Я попытался от него отделаться. Это удалось не сразу. Но в конце концов я сказал, что мне было бы интересно познакомиться со спрингдансом.
– Договорились, – сказал он, – я принесу свою скрипку.
Теперь он сразу ушел. Оставив в моей душе неприятный осадок.
Я не понял, что этому человеку от меня нужно. В дверь он стучал так, будто хотел причинить мне беспокойство. Его рассуждения о гармонии и норвежской музыке показались мне маловразумительными. Меня удивило в нем совершенное отсутствие смущения, бесстыдное желание настоять на своем. (Но разве мы, люди, не все одинаково обременительны и нетактичны, когда верим, что знаем что-то наверняка, или когда непоколебимо верим во что-то?)
Уже через несколько дней он причинил мне беспокойство снова, точно таким же манером, что и в первый раз. На пульте рояля у меня стояли ноты: на сей раз одна из ранних мануальных токкат Баха, столь очевидно подслушанных у Букстехуде. (Может, она и была написана под присмотром старшего маэстро, в Любеке{274}.) Разве нельзя предположить, что более радостный, изобретательный Букстехуде время от времени поправлял у Баха какую-то гармонию или звуковой шаг?
Матта Онстад тотчас набросился на эту композицию, хотя в лучшем случае слышал ее фрагменты – с лестницы или из коридора.
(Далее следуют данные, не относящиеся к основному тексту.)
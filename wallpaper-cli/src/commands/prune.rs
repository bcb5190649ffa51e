//! Prune command implementation.

use std::io::{self, BufRead, Write};
use std::path::PathBuf;

use anyhow::{Context, Result};
use colored::Colorize;
use wallpaper_core::archive::{self, list_backups, sample_files};
use wallpaper_core::{ArchiveError, PruneOptions};

use crate::exit_codes::UsageError;

const SAMPLE_LIMIT: usize = 5;

fn confirm(prompt: &str) -> Result<bool> {
    print!("{prompt} [y/N] ");
    io::stdout().flush().context("Failed to write prompt")?;

    let mut answer = String::new();
    io::stdin()
        .lock()
        .read_line(&mut answer)
        .context("Failed to read confirmation")?;
    Ok(matches!(answer.trim().to_lowercase().as_str(), "y" | "yes"))
}

/// Execute the prune command.
pub fn execute(date: &str, data_dir: PathBuf, backup_dir: Option<PathBuf>, yes: bool) -> Result<()> {
    let cutoff = archive::parse_cutoff(date)
        .ok_or_else(|| UsageError(format!("Invalid date '{date}', expected YYYY-MM-DD")))?;

    if !data_dir.is_dir() {
        return Err(ArchiveError::MissingDataDir(data_dir).into());
    }

    println!("{} {}", "Cutoff:".dimmed(), cutoff);
    println!("{} {}", "Data directory:".dimmed(), data_dir.display());
    match &backup_dir {
        Some(dir) => println!("{} {}", "Backups:".dimmed(), dir.display()),
        None => println!("{} {}", "Backups:".dimmed(), "disabled".yellow()),
    }

    if !yes {
        println!();
        println!("{}", "Sample files:".bold());
        for (name, detected) in sample_files(&data_dir, SAMPLE_LIMIT) {
            let detected = detected.map_or_else(|| "no date".to_string(), |d| d.to_string());
            println!("   {name} ({detected})");
        }
        println!();
        if !confirm("Remove records and files dated before the cutoff?")? {
            println!("{}", "Cancelled".yellow());
            return Ok(());
        }
    }

    let options = PruneOptions {
        cutoff,
        data_dir,
        backup_dir,
    };
    let summary = archive::prune_archives(&options)?;

    println!();
    println!("{}", "Pruning finished".green().bold());
    println!("   {} {}", "Files processed:".dimmed(), summary.processed);
    println!("   {} {}", "Files deleted:".dimmed(), summary.deleted);
    println!("   {} {}", "Files retained:".dimmed(), summary.retained);
    println!("   {} {}", "Records removed:".dimmed(), summary.records_removed);
    println!("   {} {}", "Failed:".dimmed(), summary.failed);
    println!("   {} {}", "Backups:".dimmed(), summary.backups);

    if let Some(dir) = &options.backup_dir {
        if summary.backups > 0 {
            println!();
            println!("{} {}", "Backup files in".bold(), dir.display());
            for (path, size) in list_backups(dir) {
                println!("   {} ({size} bytes)", path.display());
            }
        }
    }

    if summary.failed > 0 {
        anyhow::bail!("{} files could not be processed", summary.failed);
    }
    Ok(())
}
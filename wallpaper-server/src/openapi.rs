//! OpenAPI documentation configuration
//!
//! Generates the OpenAPI 3 document served at `/api-docs/openapi.json`.

use utoipa::OpenApi;

use crate::handlers::{
    DebugErrorResponse, DebugResponse, EnvironmentFlags, HealthResponse, ImageListResponse,
    ReadyResponse, SingleImageResponse,
};

/// Wallpaper API - OpenAPI Documentation
#[derive(OpenApi)]
#[openapi(
    info(
        title = "Wallpaper API",
        version = "0.1.0",
        description = r#"
## Daily wallpaper images

Serves the wallpaper image set in a chosen order.

- `sort` selects the ordering: `alphabetical` (default), `reverse`, `random` or `none`
- `format=image` answers with a `308` redirect to the image instead of JSON
- Positions may be negative: `-1` is the last image

Errors are JSON objects `{"status": "error", "message": ..., "code": ...}`.
"#,
        license(name = "MIT OR Apache-2.0")
    ),
    servers(
        (url = "http://localhost:3000", description = "Local development server")
    ),
    tags(
        (name = "Images", description = "Ordered, positional and random image lookups"),
        (name = "Health", description = "Service health, readiness and store diagnostics")
    ),
    paths(
        crate::handlers::index::index,
        crate::handlers::images::list_images,
        crate::handlers::images::latest_image,
        crate::handlers::images::image_at_position,
        crate::handlers::health::health,
        crate::handlers::health::ready,
        crate::handlers::debug::debug_info,
    ),
    components(
        schemas(
            ImageListResponse,
            SingleImageResponse,
            HealthResponse,
            ReadyResponse,
            DebugResponse,
            DebugErrorResponse,
            EnvironmentFlags,
        )
    )
)]
pub struct ApiDoc;
//! Readme command implementation.

use std::path::Path;

use anyhow::{Context, Result};
use chrono::Local;
use colored::Colorize;
use wallpaper_core::{load_all_archive, render_readme};

/// Execute the readme command.
pub fn execute(data_dir: &Path, output: &Path) -> Result<()> {
    let zh = load_all_archive(&data_dir.join("zh-CN_all.json"))?;
    let en = load_all_archive(&data_dir.join("en-US_all.json"))?;

    let generated_at = Local::now().format("%Y-%m-%d %H:%M:%S").to_string();
    let readme = render_readme(&zh, &en, &generated_at);

    std::fs::write(output, readme)
        .with_context(|| format!("Failed to write {}", output.display()))?;

    println!(
        "{} {} ({} days)",
        "Wrote".green().bold(),
        output.display(),
        zh.len().min(en.len())
    );
    Ok(())
}
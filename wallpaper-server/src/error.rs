//! API error handling module
//!
//! Provides a unified error type for all API endpoints. Every variant renders
//! as `{"status": "error", "message": ..., "code": ...}`; redirect-format
//! requests that fail get the same JSON body.

use std::time::Duration;

use axum::{
    http::{header, HeaderValue, StatusCode},
    response::{IntoResponse, Response},
    Json,
};
use serde_json::json;
use thiserror::Error;
use tower_governor::GovernorError;
use wallpaper_core::{PositionError, StoreError};

/// API error type with structured variants for different error categories
#[derive(Debug, Error)]
pub enum ApiError {
    /// Not found - empty result or unknown route
    #[error("{0}")]
    NotFound(String),

    /// Internal server error - unexpected server-side failure
    #[error("Internal error: {0}")]
    Internal(String),

    /// Rate limit exceeded for the client address
    #[error("Too many requests, retry in {retry_after_secs}s")]
    RateLimited { retry_after_secs: u64 },

    /// The request did not complete within the configured limit
    #[error("Request did not complete within {}s", .0.as_secs())]
    RequestTimeout(Duration),

    /// Positional selection failed
    #[error(transparent)]
    Position(#[from] PositionError),

    /// The image store failed or timed out
    #[error("Image store error: {0}")]
    Store(#[from] StoreError),
}

impl ApiError {
    /// Create a not found error
    pub fn not_found(message: impl Into<String>) -> Self {
        Self::NotFound(message.into())
    }

    /// Create an internal server error
    pub fn internal(message: impl Into<String>) -> Self {
        Self::Internal(message.into())
    }

    /// Map a rate limiter rejection.
    pub fn from_governor(err: GovernorError) -> Self {
        match err {
            GovernorError::TooManyRequests { wait_time, .. } => Self::RateLimited {
                retry_after_secs: wait_time,
            },
            GovernorError::UnableToExtractKey => {
                Self::Internal("Unable to determine client address".to_string())
            }
            GovernorError::Other { msg, .. } => {
                Self::Internal(msg.unwrap_or_else(|| "Rate limiter failure".to_string()))
            }
        }
    }

    /// Error for an empty image set.
    pub fn no_images() -> Self {
        Self::Position(PositionError::Empty)
    }

    /// Get the HTTP status code for this error
    pub fn status_code(&self) -> StatusCode {
        match self {
            Self::NotFound(_) => StatusCode::NOT_FOUND,
            Self::Internal(_) | Self::Store(_) => StatusCode::INTERNAL_SERVER_ERROR,
            Self::RateLimited { .. } => StatusCode::TOO_MANY_REQUESTS,
            Self::RequestTimeout(_) => StatusCode::REQUEST_TIMEOUT,
            Self::Position(e) => match e {
                PositionError::Empty => StatusCode::NOT_FOUND,
                PositionError::Invalid(_) | PositionError::OutOfRange { .. } => {
                    StatusCode::BAD_REQUEST
                }
            },
        }
    }

    /// Get the error code for programmatic error handling
    fn error_code(&self) -> &'static str {
        match self {
            Self::NotFound(_) => "NOT_FOUND",
            Self::Internal(_) => "INTERNAL_ERROR",
            Self::RateLimited { .. } => "RATE_LIMITED",
            Self::RequestTimeout(_) => "REQUEST_TIMEOUT",
            Self::Position(e) => match e {
                PositionError::Invalid(_) => "INVALID_POSITION",
                PositionError::Empty => "NO_IMAGES",
                PositionError::OutOfRange { .. } => "POSITION_OUT_OF_RANGE",
            },
            Self::Store(e) => match e {
                StoreError::Timeout { .. } => "STORE_TIMEOUT",
                StoreError::Connection(_) => "STORE_UNAVAILABLE",
                StoreError::Config(_) | StoreError::Command(_) => "STORE_ERROR",
            },
        }
    }

    /// Get the error category for logging
    fn error_category(&self) -> &'static str {
        match self {
            Self::NotFound(_) => "not_found",
            Self::Internal(_) => "internal",
            Self::RateLimited { .. } => "rate_limit",
            Self::RequestTimeout(_) => "timeout",
            Self::Position(_) => "position",
            Self::Store(_) => "store",
        }
    }
}

impl IntoResponse for ApiError {
    fn into_response(self) -> Response {
        let status = self.status_code();
        let category = self.error_category();
        let code = self.error_code();
        let message = self.to_string();

        if status.is_server_error() {
            tracing::error!(
                status = %status,
                category = category,
                code = code,
                error = %message,
                "Server error"
            );
        } else {
            tracing::warn!(
                status = %status,
                category = category,
                code = code,
                error = %message,
                "Client error"
            );
        }

        let mut body = json!({
            "status": "error",
            "message": message,
            "code": code,
        });
        if let Self::Position(PositionError::OutOfRange { total, .. }) = &self {
            body["available_positions"] = json!(total);
        }

        let mut response = (status, Json(body)).into_response();
        let headers = response.headers_mut();
        headers.insert(
            header::ACCESS_CONTROL_ALLOW_ORIGIN,
            HeaderValue::from_static("*"),
        );
        if let Self::RateLimited { retry_after_secs } = &self {
            headers.insert(header::RETRY_AFTER, HeaderValue::from(*retry_after_secs));
        }
        response
    }
}

#[cfg(test)]
mod tests {
    use super::*;

    #[test]
    fn test_status_codes() {
        assert_eq!(ApiError::no_images().status_code(), StatusCode::NOT_FOUND);
        assert_eq!(
            ApiError::from(PositionError::Invalid("abc".into())).status_code(),
            StatusCode::BAD_REQUEST
        );
        assert_eq!(
            ApiError::from(StoreError::Connection("refused".into())).status_code(),
            StatusCode::INTERNAL_SERVER_ERROR
        );
        assert_eq!(
            ApiError::RequestTimeout(std::time::Duration::from_secs(30)).status_code(),
            StatusCode::REQUEST_TIMEOUT
        );
    }

    #[test]
    fn test_governor_rejection_mapping() {
        let err = ApiError::from_governor(GovernorError::TooManyRequests {
            wait_time: 7,
            headers: None,
        });
        assert_eq!(err.status_code(), StatusCode::TOO_MANY_REQUESTS);
        assert_eq!(err.error_code(), "RATE_LIMITED");

        let response = err.into_response();
        assert_eq!(response.headers()[header::RETRY_AFTER], "7");
        assert_eq!(response.headers()[header::ACCESS_CONTROL_ALLOW_ORIGIN], "*");

        let err = ApiError::from_governor(GovernorError::UnableToExtractKey);
        assert_eq!(err.status_code(), StatusCode::INTERNAL_SERVER_ERROR);
    }

    #[test]
    fn test_error_codes() {
        let timeout = ApiError::from(StoreError::Timeout {
            operation: "SMEMBERS",
            timeout: std::time::Duration::from_secs(5),
        });
        assert_eq!(timeout.error_code(), "STORE_TIMEOUT");
        assert_eq!(
            ApiError::from(PositionError::OutOfRange {
                requested: 5,
                total: 3
            })
            .error_code(),
            "POSITION_OUT_OF_RANGE"
        );
    }

    #[test]
    fn test_position_message_passes_through() {
        let err = ApiError::from(PositionError::OutOfRange {
            requested: 3,
            total: 3,
        });
        assert!(err.to_string().contains("0-2"));
        assert!(err.to_string().contains("-1 to -3"));
    }
}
– Здесь нет никакой гармонии…
Впрочем, на сей раз он был трезв и принес собой скрипку. Такая хардангерфеле похожа на обычную скрипку{275}, только струнодержатель у нее имеет более плоский изгиб, чем принято сегодня, – чтобы облегчить извлечение аккордов. Под игровыми струнами обычно находится – они проведены через маленькие отверстия в струнодержателе – от четырех до шести резонирующих струн: настроенные стальные проволочки, задача которых состоит в том, чтобы колебаться вместе с игровыми струнами и таким образом усиливать резонанс корпуса. Скрипка Матты Онстада была богато украшена инкрустациями из перламутра, эбенового и лимонного дерева. Разобравшись в ее конструкции и функциях, я получил ключ к этому странному присловью о гармонии, которая будто бы есть только в норвежской музыке… Скрипка – это не знающий никаких ограничений сольный инструмент: целый оркестр танцевальной музыки, представленный в фигуре одного-единственного шпильмана.